SaskPower employee terminated for not attending accommodation meetings

Employee’s ‘misconduct’ consisted of one refusal: Arbitrator
|Canadian Labour Reporter|Last Updated: 04/22/2019

After a customer-care worker took time off due to asthma and allergies in the workplace, she was fired when she refused to meet with the employer in the office due to potential allergens affecting her health. 

Lisa Marcotte worked as a customer service representative in the Fletcher Road office of SaskPower in Saskatoon, beginning in November 2015. Shortly after she moved to the location, Marcotte discovered some workers wore scents which exacerbated her condition.
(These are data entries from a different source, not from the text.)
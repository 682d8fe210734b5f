//! This module contains the primary error type for the crate's interface. It
//! also re-exports the more specific error types that are subsystem-specific.

pub mod interpretation;
pub mod path;
pub mod scope;
pub mod solver;

use thiserror::Error;

/// The interface result type for the library.
///
/// # Usage
///
/// Any function considered to be part of the public interface of the library
/// should return this result type. Subsystems should return the more-specific
/// child error types as appropriate.
pub type Result<T> = std::result::Result<T, Error>;

/// The interface error type for the library.
///
/// All errors returned from the library interface (and hence encountered by
/// the clients of the library) should be members of this enum.
///
/// Note that path infeasibility is _not_ an error anywhere in the crate: an
/// infeasible fork is an expected outcome that prunes work. The errors here
/// are contract violations and resource failures, and the interpretation that
/// raised them must be abandoned rather than continued on a corrupted
/// scope/path tree.
#[derive(Clone, Debug, Error)]
pub enum Error {
    /// Errors from the scope and symbol subsystem.
    #[error(transparent)]
    Scope(#[from] scope::Error),

    /// Errors from the path fork/join subsystem.
    #[error(transparent)]
    Path(#[from] path::Error),

    /// Errors raised by the decision-procedure backend.
    #[error(transparent)]
    Solver(#[from] solver::Error),

    /// Errors from the worklist interpreter.
    #[error(transparent)]
    Interpretation(#[from] interpretation::Error),
}
//! This module contains common utilities for simplifying the writing of
//! integration tests for this library.
//!
//! The engine is generic over the statement and expression node types of the
//! graph it walks, so the tests need a concrete language to lower. The one
//! here is deliberately tiny: integer expressions over named variables, and
//! the three statements (declare, assign, return) that the scope machinery
//! distinguishes.

#![cfg(test)]

use sympath::{
    error::Result,
    graph::{BlockId, ControlGraph},
    interpreter::{
        Config,
        ExpressionInterpreter,
        Interpreter,
        Resolution,
        StatementInterpreter,
    },
    scope::{ScopeId, ScopeTree},
    term::{Sort, Term},
    watchdog::{DynWatchdog, LazyWatchdog},
};

/// An expression of the test language.
#[derive(Clone, Debug, Eq, PartialEq)]
pub enum Expr {
    Bool(bool),
    Int(i64),
    Var(&'static str),
    Add(Box<Expr>, Box<Expr>),
    Sub(Box<Expr>, Box<Expr>),
    Lt(Box<Expr>, Box<Expr>),
}

#[allow(unused)] // Each scenario uses its own subset.
impl Expr {
    pub fn var(name: &'static str) -> Self {
        Self::Var(name)
    }

    pub fn add(left: Expr, right: Expr) -> Self {
        Self::Add(Box::new(left), Box::new(right))
    }

    pub fn sub(left: Expr, right: Expr) -> Self {
        Self::Sub(Box::new(left), Box::new(right))
    }

    pub fn lt(left: Expr, right: Expr) -> Self {
        Self::Lt(Box::new(left), Box::new(right))
    }
}

/// A statement of the test language.
#[derive(Clone, Debug, Eq, PartialEq)]
pub enum Stmt {
    Declare(&'static str, Expr),
    Assign(&'static str, Expr),
    Return(Expr),
}

/// The expression-lowering strategy for the test language.
#[derive(Clone, Debug, Default)]
pub struct Expressions;

impl Expressions {
    fn lower(
        scopes: &ScopeTree,
        scope: ScopeId,
        expression: &Expr,
        resolution: Resolution,
    ) -> Result<Term> {
        let term = match expression {
            Expr::Bool(true) => Term::True,
            Expr::Bool(false) => Term::False,
            Expr::Int(value) => Term::integer(*value),
            Expr::Var(name) => {
                let (symbol, _) = scopes.lookup(scope, name)?;
                match resolution {
                    Resolution::Valuation => scopes.valuation(scope, symbol)?,
                    Resolution::Placeholder => scopes.placeholder(scope, symbol)?,
                }
            }
            Expr::Add(left, right) => Term::add(
                Self::lower(scopes, scope, left, resolution)?,
                Self::lower(scopes, scope, right, resolution)?,
            ),
            Expr::Sub(left, right) => Term::sub(
                Self::lower(scopes, scope, left, resolution)?,
                Self::lower(scopes, scope, right, resolution)?,
            ),
            Expr::Lt(left, right) => Term::lt(
                Self::lower(scopes, scope, left, resolution)?,
                Self::lower(scopes, scope, right, resolution)?,
            ),
        };
        Ok(term)
    }
}

impl ExpressionInterpreter<Expr> for Expressions {
    fn evaluate(
        &mut self,
        scopes: &ScopeTree,
        scope: ScopeId,
        expression: &Expr,
        resolution: Resolution,
    ) -> Result<Term> {
        Self::lower(scopes, scope, expression, resolution)
    }
}

/// The statement-execution strategy for the test language.
#[derive(Clone, Debug, Default)]
pub struct Statements;

impl StatementInterpreter<Stmt> for Statements {
    fn execute(
        &mut self,
        scopes: &mut ScopeTree,
        scope: ScopeId,
        statements: &[Stmt],
    ) -> Result<Vec<Term>> {
        let mut outputs = Vec::new();
        for statement in statements {
            match statement {
                Stmt::Declare(name, initial) => {
                    let value =
                        Expressions::lower(scopes, scope, initial, Resolution::Valuation)?;
                    let symbol = scopes.bind(scope, *name)?;
                    scopes.declare(scope, symbol, value)?;
                }
                Stmt::Assign(name, value) => {
                    let value =
                        Expressions::lower(scopes, scope, value, Resolution::Valuation)?;
                    let (symbol, _) = scopes.lookup(scope, name)?;
                    scopes.assign(scope, symbol, value)?;
                }
                Stmt::Return(value) => {
                    outputs.push(Expressions::lower(
                        scopes,
                        scope,
                        value,
                        Resolution::Valuation,
                    )?);
                }
            }
        }
        Ok(outputs)
    }
}

/// Constructs an interpreter over `graph` with the test-language strategies,
/// the default configuration, and the provided `watchdog`.
#[allow(unused)] // It is actually
pub fn new_interpreter(
    graph: ControlGraph<Stmt, Expr>,
    watchdog: DynWatchdog,
) -> Interpreter<Stmt, Expr, Statements, Expressions> {
    Interpreter::new(graph, Statements, Expressions, Config::default(), watchdog)
}

/// Constructs an interpreter over `graph` with the test-language strategies
/// and no execution restrictions.
#[allow(unused)] // It is actually
pub fn new_unrestricted_interpreter(
    graph: ControlGraph<Stmt, Expr>,
) -> Interpreter<Stmt, Expr, Statements, Expressions> {
    new_interpreter(graph, LazyWatchdog.in_rc())
}

/// Declares the named integer inputs in the root frame of a fresh scope tree,
/// returning the tree and the placeholder term of each input in order.
#[allow(unused)] // It is actually
pub fn scopes_with_inputs(names: &[&'static str]) -> anyhow::Result<(ScopeTree, Vec<Term>)> {
    let mut scopes = ScopeTree::new();
    let root = scopes.root();
    let mut placeholders = Vec::with_capacity(names.len());
    for name in names {
        let symbol = scopes.bind(root, *name)?;
        placeholders.push(scopes.declare_input(root, symbol, Sort::Integer)?);
    }
    Ok((scopes, placeholders))
}

/// Builds a two-armed branch graph: `entry` runs `prologue`, then branches on
/// `check`; the true arm runs `consequence` and the false arm `alternative`,
/// and both arms fall through to the exit.
///
/// When `swap_jump_order` is set the false arm's jump is registered first,
/// reversing the enqueue order of the two forks without changing which guard
/// leads where.
#[allow(unused)] // It is actually
pub fn branch_graph(
    prologue: Vec<Stmt>,
    check: Expr,
    consequence: Vec<Stmt>,
    alternative: Vec<Stmt>,
    swap_jump_order: bool,
) -> anyhow::Result<ControlGraph<Stmt, Expr>> {
    let mut graph = ControlGraph::new();

    let entry = graph.add_block(prologue);
    let then_block = graph.add_block(consequence);
    let else_block = graph.add_block(alternative);

    let branch = graph.add_condition(Some(check));
    if swap_jump_order {
        graph.add_jump(branch, Some(Expr::Bool(false)), else_block)?;
        graph.add_jump(branch, None, then_block)?;
    } else {
        graph.add_jump(branch, None, then_block)?;
        graph.add_jump(branch, Some(Expr::Bool(false)), else_block)?;
    }
    graph.set_condition(entry, branch)?;

    let exit = graph.exit();
    attach_fallthrough(&mut graph, then_block, exit)?;
    attach_fallthrough(&mut graph, else_block, exit)?;
    graph.set_entry(entry);

    Ok(graph)
}

/// Attaches an unconditional jump from `block` to `target`.
#[allow(unused)] // It is actually
pub fn attach_fallthrough(
    graph: &mut ControlGraph<Stmt, Expr>,
    block: BlockId,
    target: BlockId,
) -> anyhow::Result<()> {
    let fallthrough = graph.add_condition(None);
    graph.add_jump(fallthrough, None, target)?;
    graph.set_condition(block, fallthrough)?;
    Ok(())
}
She told manager Cheryl Sanders that coworkers’ scents were bothering her. Sanders held an all-staff meeting and reiterated SaskPower’s policy that said: “Please abide by the corporate no-scent policy by not wearing strong perfumes/colognes or eating strong aromatic foods at your work station. Many people have adverse or allergic reactions to some smells.”

Marcotte continued to suffer and in April 2016, she took four days off after her asthma flared up.

On April 29, Chad Ku, the manager who replaced Sanders, again advised all employees not to wear scents or they would be disciplined or terminated. But on May 3, Marcotte took more time off due to the asthma.

Marcotte took further time off and her doctor wrote a note that said she would best benefit from a completely scent-free environment. 

However, the corporate physician reviewed the note and advised Marcotte she would be able to return on May 24, which contradicted her own doctor’s note that called for her to be off work until May 30.

Marcotte didn’t return to work on May 24 and she filed an official complaint alleging harassment from coworkers who continued to wear scents. A meeting was set for June 1, but Marcotte didn’t attend.

SaskPower then advised Marcotte that she was in a “no-pay” situation as she had used up all her vacation and sick time. 

On June 3, the corporate doctor wrote an email and urged Marcotte to assist “in all efforts to address the concerns brought forward.” Marcotte was told to attend a June 10 meeting or it would be considered “gross misconduct” if she didn’t. 

On June 9, Marcotte requested the meeting be held on a different site from the Fletcher Road office but the employer didn’t budge from its original request. 

Marcotte didn’t show up for the meeting.

A dismissal letter was couriered to Marcotte later that day: “This letter follows multiple attempts to get you back into the workplace. On June 1, 2016, and twice on June 10, 2016, the corporation attempted to get you to report to work and all attempts were met with your refusal to cooperate and to follow such work direction. The company has deemed your behaviour as culpable and unacceptable. Based on your multiple refusals to report to work, we have concluded that your actions constitute gross misconduct.”

The union, Unifor, Local 649, grieved the firing and argued that Marcotte was pressured to return from a legitimate sick leave and her request to meet at a scent-free neutral site was ignored.

SaskPower countered and said that because she refused a direct order to participate in an accommodation meeting, the termination was justified. 

Arbitrator Sheila Denysiuk disagreed and ordered the termination be substituted with a one-day unpaid suspension. 

“Marcotte had no prior discipline. The misconduct, such as it was, was an isolated incident in her employment history. She relied on advice from her doctor, her psychologist and others, and though perhaps misguided in following the advice, this is certainly a consideration in assessing the disciplinary response,” said Denysiuk.

SaskPower overreached when it fired Marcotte, said Denysiuk. “The misconduct consists of one refusal in the context of a medical leave arising from what would surely be viewed as a disability. It would be quite different if there were multiple refusals over a period of months. Surely, more serious misconduct is required to justify termination.”

“Although the refusal to attend the meeting is insubordination, it must be noted that Marcotte was respectful in her interactions with management in the lead up to the meeting and in her communication with management throughout. There was no evidence of derogatory comments or insolent behaviour that would otherwise justify significant discipline.”

Reference:

SaskPower and Unifor, Local 649. Sheila Denysiuk — arbitrator. Susan Barber for the employer. Gary Bainbridge for the employee. Feb. 28, 2019.